▶ Aim of the task: Sort through the entries below and pull out lines containing the word "from".

*** Entries provided Section Begins ***

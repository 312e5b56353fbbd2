use lather_store::StorageError;
use thiserror::Error;

#[derive(Debug, Error)]
pub enum AuthError {
    #[error(transparent)]
    Storage(#[from] StorageError),

    #[error("account record for {identity} is malformed: {detail}")]
    MalformedAccount { identity: String, detail: String },

    #[error("random salt generation failed: {0}")]
    Entropy(String),

    #[error("API key store error: {0}")]
    KeyStore(String),
}
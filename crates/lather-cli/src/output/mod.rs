use serde::Serialize;
use serde_json::Value;

use crate::cli::OutputFormat;
use crate::ui;

pub mod calendar;
pub mod table;

/// Render a serializable response to a string in the requested format.
pub fn render<T: Serialize>(value: &T, format: OutputFormat) -> anyhow::Result<String> {
    match format {
        OutputFormat::Json => Ok(serde_json::to_string_pretty(value)?),
        OutputFormat::Table => render_table(value, table_options()),
        OutputFormat::Raw => Ok(serde_json::to_string(value)?),
    }
}

/// Print a serializable response in the requested format.
pub fn output<T: Serialize>(value: &T, format: OutputFormat) -> anyhow::Result<()> {
    let rendered = render(value, format)?;
    println!("{rendered}");
    Ok(())
}

pub fn table_options() -> table::TableOptions {
    let prefs = ui::prefs();
    table::TableOptions {
        max_width: prefs.term_width,
        color: prefs.color,
    }
}

fn render_table<T: Serialize>(value: &T, options: table::TableOptions) -> anyhow::Result<String> {
    let rendered = match serde_json::to_value(value)? {
        Value::Array(items) if items.is_empty() => String::from("(no rows)"),
        Value::Array(items) if items.iter().all(Value::is_object) => {
            let mut headers = Vec::<String>::new();
            for key in items.iter().filter_map(Value::as_object).flat_map(|map| map.keys()) {
                if !headers.contains(key) {
                    headers.push(key.clone());
                }
            }
            let rows = items
                .iter()
                .filter_map(Value::as_object)
                .map(|map| {
                    headers
                        .iter()
                        .map(|header| map.get(header).map_or_else(|| String::from("-"), cell))
                        .collect()
                })
                .collect::<Vec<_>>();
            let header_refs = headers.iter().map(String::as_str).collect::<Vec<_>>();
            table::render_rows(&header_refs, &rows, options)
        }
        Value::Array(items) => {
            let rows = items.iter().map(|item| vec![cell(item)]).collect::<Vec<_>>();
            table::render_rows(&["value"], &rows, options)
        }
        Value::Object(map) => {
            let rows = map
                .iter()
                .map(|(key, value)| vec![key.clone(), cell(value)])
                .collect::<Vec<_>>();
            table::render_rows(&["key", "value"], &rows, options)
        }
        scalar => table::render_rows(&["value"], &[vec![cell(&scalar)]], options),
    };
    Ok(rendered)
}

fn cell(value: &Value) -> String {
    match value {
        Value::Null => String::from("-"),
        Value::String(text) => text.clone(),
        Value::Bool(_) | Value::Number(_) => value.to_string(),
        Value::Array(items) => items.iter().map(cell).collect::<Vec<_>>().join(", "),
        Value::Object(_) => value.to_string(),
    }
}
use crate::cli::GlobalFlags;
use crate::cli::root_commands::Commands;
use crate::commands;
use crate::context::AppContext;

/// Dispatch a parsed command to the corresponding handler module.
pub async fn dispatch(command: Commands, ctx: &AppContext, flags: &GlobalFlags) -> anyhow::Result<()> {
    match command {
        Commands::Auth { action } => commands::auth::handle(&action, ctx, flags),
        Commands::Log { action } => commands::log::handle(&action, ctx, flags),
        Commands::Calendar { action } => commands::calendar::handle(&action, ctx, flags),
        Commands::Classify(args) => commands::classify::handle(&args, ctx, flags).await,
    }
}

*** Entries provided Section Ends ***

▶ Task output:
    Storage(#[from] StorageError),
        Value::Array(items) if items.is_empty() => String::from("(no rows)"),
                        .map(|header| map.get(header).map_or_else(|| String::from("-"), cell))
        Value::Null => String::from("-"),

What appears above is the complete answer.